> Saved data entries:
··········

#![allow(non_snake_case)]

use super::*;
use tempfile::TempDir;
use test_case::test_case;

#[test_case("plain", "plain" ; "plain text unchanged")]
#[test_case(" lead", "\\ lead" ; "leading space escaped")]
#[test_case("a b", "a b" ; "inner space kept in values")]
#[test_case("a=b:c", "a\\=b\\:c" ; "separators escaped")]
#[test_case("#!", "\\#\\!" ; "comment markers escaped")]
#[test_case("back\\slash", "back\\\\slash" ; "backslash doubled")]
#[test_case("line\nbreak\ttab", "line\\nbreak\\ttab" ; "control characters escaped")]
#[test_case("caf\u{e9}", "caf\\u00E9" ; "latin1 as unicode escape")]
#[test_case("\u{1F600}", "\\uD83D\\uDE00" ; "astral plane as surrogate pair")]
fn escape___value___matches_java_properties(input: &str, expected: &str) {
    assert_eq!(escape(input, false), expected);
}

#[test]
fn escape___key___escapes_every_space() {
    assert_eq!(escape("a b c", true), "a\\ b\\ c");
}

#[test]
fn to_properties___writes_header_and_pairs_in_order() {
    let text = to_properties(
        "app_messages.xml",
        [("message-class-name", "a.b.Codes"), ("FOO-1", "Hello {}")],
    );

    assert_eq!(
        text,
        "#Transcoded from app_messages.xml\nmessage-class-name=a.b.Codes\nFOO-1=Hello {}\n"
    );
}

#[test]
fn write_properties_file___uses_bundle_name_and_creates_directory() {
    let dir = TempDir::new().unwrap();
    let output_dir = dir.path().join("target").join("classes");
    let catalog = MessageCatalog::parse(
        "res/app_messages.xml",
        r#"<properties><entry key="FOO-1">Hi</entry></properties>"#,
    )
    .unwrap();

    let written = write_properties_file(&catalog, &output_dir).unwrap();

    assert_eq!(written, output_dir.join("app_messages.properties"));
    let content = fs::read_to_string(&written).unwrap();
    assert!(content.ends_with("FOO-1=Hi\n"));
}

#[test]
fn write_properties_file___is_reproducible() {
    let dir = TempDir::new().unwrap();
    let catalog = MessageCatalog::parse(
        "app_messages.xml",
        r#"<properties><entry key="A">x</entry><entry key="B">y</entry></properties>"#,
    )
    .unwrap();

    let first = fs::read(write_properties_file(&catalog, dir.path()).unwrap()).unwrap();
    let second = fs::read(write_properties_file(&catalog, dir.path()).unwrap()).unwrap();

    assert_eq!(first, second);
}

··········

> Exercise prompt:
For the data above, give the number of lines in which the word "first" appears, and nothing more.

> Exercise result:
2